Die Verteidigung von Rico K. drängt daraufhin auf eine 30-minütige Pause, der Vorsitzende sieht jedoch keine Veranlassung für eine Unterbrechung. Fresemann regt hingegen an, dass die Verteidigung seine Fortführung der Hauptverhandlung beanstandet. Das tut sie auch. Nach einer kurzen Unterbrechung weist der Senat die Beanstandung jedoch zurück.

Die Bundesanwaltschaft nimmt dann Stellung zu den Beweisanträgen der Nebenklageaus der letzten Hauptverhandlungund bestätigt ihre ablehnende Haltung. Bei keinem der Anträge handele es sich um einen Beweisantrag, sondern alle würden auf Schlussfolgerungen fußen, womit es lediglich Beweisermittlungsanträge seien. Im Wesentlichen seien die Anträge für die hier angeklagten Taten auch »irrelevant« und würden dazu keine neuen Erkenntnisse erbringen.

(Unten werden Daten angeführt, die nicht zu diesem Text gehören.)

//! Streaming JSON writer.
//!
//! The writer appends JSON text left to right and keeps one frame per open
//! container. Separators are driven by an explicit *slot*: a slot is opened
//! (writing any separator the position needs) before a value is written, and
//! closed once the value is complete. Opening a slot is idempotent, which lets
//! callers open it, take a [`Mark`], and later read back exactly the value
//! text without a leading comma.
use crate::{
    buffer::{Mark, OutputBuffer},
    value::{Value, push_quoted},
};

#[derive(Debug, Clone, Copy, PartialEq, Eq)]
enum Container {
    Object,
    Array,
}

#[derive(Debug)]
struct Frame {
    kind: Container,
    len: usize,
}

#[derive(Debug, Default)]
pub(crate) struct JsonWriter {
    buf: OutputBuffer,
    frames: Vec<Frame>,
    slot_open: bool,
}

impl JsonWriter {
    #[cfg(test)]
    pub(crate) fn new() -> Self {
        Self::default()
    }

    /// Opens the slot for the next value, writing an array separator when the
    /// value is not the first element.
    pub(crate) fn open_slot(&mut self) {
        if self.slot_open {
            return;
        }
        if let Some(frame) = self.frames.last_mut() {
            if frame.kind == Container::Array {
                if frame.len > 0 {
                    self.buf.push(',');
                }
                frame.len += 1;
            }
        }
        self.slot_open = true;
    }

    pub(crate) fn push_key(&mut self, key: &str) {
        debug_assert!(!self.slot_open, "key written while a value slot is open");
        if let Some(frame) = self.frames.last_mut() {
            debug_assert_eq!(frame.kind, Container::Object);
            if frame.len > 0 {
                self.buf.push(',');
            }
            frame.len += 1;
        }
        push_quoted(self.buf.text_mut(), key);
        self.buf.push(':');
        self.slot_open = true;
    }

    pub(crate) fn push_object(&mut self) {
        self.open_slot();
        self.buf.push('{');
        self.frames.push(Frame {
            kind: Container::Object,
            len: 0,
        });
        self.slot_open = false;
    }

    pub(crate) fn push_array(&mut self) {
        self.open_slot();
        self.buf.push('[');
        self.frames.push(Frame {
            kind: Container::Array,
            len: 0,
        });
        self.slot_open = false;
    }

    pub(crate) fn push_value(&mut self, value: &Value) {
        use core::fmt::Write;

        self.open_slot();
        // Writing into a `String` cannot fail.
        let _ = write!(self.buf.text_mut(), "{value}");
        self.slot_open = false;
    }

    /// Splices already serialized JSON into the current slot.
    pub(crate) fn push_json(&mut self, raw: &str) {
        self.open_slot();
        self.buf.push_str(raw);
        self.slot_open = false;
    }

    /// Closes the innermost open container.
    pub(crate) fn pop(&mut self) {
        if let Some(frame) = self.frames.pop() {
            self.buf.push(match frame.kind {
                Container::Object => '}',
                Container::Array => ']',
            });
        }
        self.slot_open = false;
    }

    /// Opens the slot and bookmarks the position right after its separator.
    pub(crate) fn mark(&mut self) -> Mark {
        self.open_slot();
        self.buf.mark()
    }

    pub(crate) fn since(&self, mark: Mark) -> &str {
        self.buf.since(mark)
    }

    pub(crate) fn depth(&self) -> usize {
        self.frames.len()
    }

    /// Closes every open container and returns the text.
    pub(crate) fn into_string(mut self) -> String {
        while !self.frames.is_empty() {
            self.pop();
        }
        self.buf.into_string()
    }
}
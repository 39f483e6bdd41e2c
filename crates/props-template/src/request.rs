/// Source of the current request path, used to build deferment URLs.
pub trait RequestContext {
    /// The full path of the request being rendered, query string included.
    fn current_path(&self) -> &str;
}

impl RequestContext for String {
    fn current_path(&self) -> &str {
        self
    }
}

impl RequestContext for &str {
    fn current_path(&self) -> &str {
        self
    }
}
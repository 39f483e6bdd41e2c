//! A streaming JSON tree builder.
//!
//! Documents are described by builder calls (`set`, `array`, `child`) made
//! against a [`NodeVisitor`]. The [`RenderVisitor`] writes JSON text as the
//! calls happen, tracking whether each node is an object or an array from the
//! first call made inside it. Nodes can be cached as raw JSON and spliced back
//! on later renders, deferred behind a placeholder for a follow-up request,
//! tagged as fragments, or rendered by a partial. A `dig` option turns the
//! same calls into a search that renders a single node of the tree.

#![allow(missing_docs)]

mod buffer;
mod builder;
mod cache;
mod deferment;
mod error;
mod fragment;
mod options;
mod partial;
mod path;
mod path_segment;
mod render;
mod request;
mod searcher;
mod value;
mod visitor;
mod writer;

#[cfg(test)]
mod tests;

pub use builder::Scope;
pub use cache::{Cache, CacheEntry, CacheKey, CacheOptions, CacheStore, MemoryStore, NullStore};
pub use deferment::{Defer, DeferKind, DeferredDescriptor};
pub use error::{BoxError, Error};
pub use fragment::FragmentDescriptor;
pub use options::{Options, RenderOptions};
pub use partial::{Locals, NoPartials, Partial, PartialRenderer, Partials, TemplateHandle};
pub use path::{Path, TraveledPath};
pub use path_segment::{PathSegment, PathSegmentFrom};
pub use render::{Env, RenderVisitor, Rendered};
pub use request::RequestContext;
pub use searcher::{SearchOutcome, SearchVisitor};
pub use value::{Array, Map, Number, Record, Value};
pub use visitor::{Block, Dsl, Field, ItemBlock, NodeVisitor};

#[doc(hidden)]
pub use std::vec;

/// Macro to build a `Vec<PathSegment>` from a heterogeneous list of keys and
/// indices. String segments are parsed, so `"id=7"` is an id segment and
/// `"1"` an index.
///
/// ```rust
/// # use props_template::{path, PathSegment};
/// let p = path!["posts", 0, "id=7"];
/// assert_eq!(
///     p,
///     vec![
///         PathSegment::Key("posts".into()),
///         PathSegment::Index(0),
///         PathSegment::Id { name: "id".into(), value: "7".into() },
///     ]
/// );
/// ```
#[macro_export]
macro_rules! path {
    ( $( $elem:expr ),* $(,)? ) => {{
        use $crate::PathSegmentFrom;
        $crate::vec![$($crate::PathSegment::from_path_segment($elem)),*]
    }};
}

Eine Nebenklagevertreterin verweist auf die Rolle Michael Richters als Mandatsträger im Stadtrat von Freital. Durch seinen Wegzug, auch infolge der Anschlags, sei ein demokratisches Organ geschädigt worden. Das sei im Rahmen der Anklage nach §129a durchaus von Interesse. Oberstaatsanwalt Hauschild stellt daraufhin fest, dass es allein rechtliche Gründe seien, die gegen die Beweisanträge sprechen, im Fall von Michael Richter insbesondere darum, ob ein Zeuge ein zweites Mal vernommen werden könne. Das sei nicht unproblematisch. »Wir wollen die Tat aber nicht bagatellisieren«, so Hauschild weiter. So solle die Stellungnahme nicht verstanden werden.

Dann folgt ein Antrag der Verteidigung von Rico K. auf Beiziehung der Verfahrensakten aus dem Verfahrengegen die sogenannte Freie Kameradschaft Dresden. Ein Verteidiger von Mike S. beantragt die Vernehmung von zwei Gefängnispsychologen, die seinen Mandaten betreut hätten. Sie sollen bestätigen, dass die Umstände der »Sonderhaft« Mike S. besonders stark beeinträchtigt hätten. Gegebenenfalls sei das bei der Strafzumessung mildernd zu berücksichtigen. Das Gericht plant eine Vernehmung zum nächsten Sitzungstermin. Der Angeklagte Mike S. willigt ein, dass die Psychologen von ihrer Schweigepflicht entbunden werden.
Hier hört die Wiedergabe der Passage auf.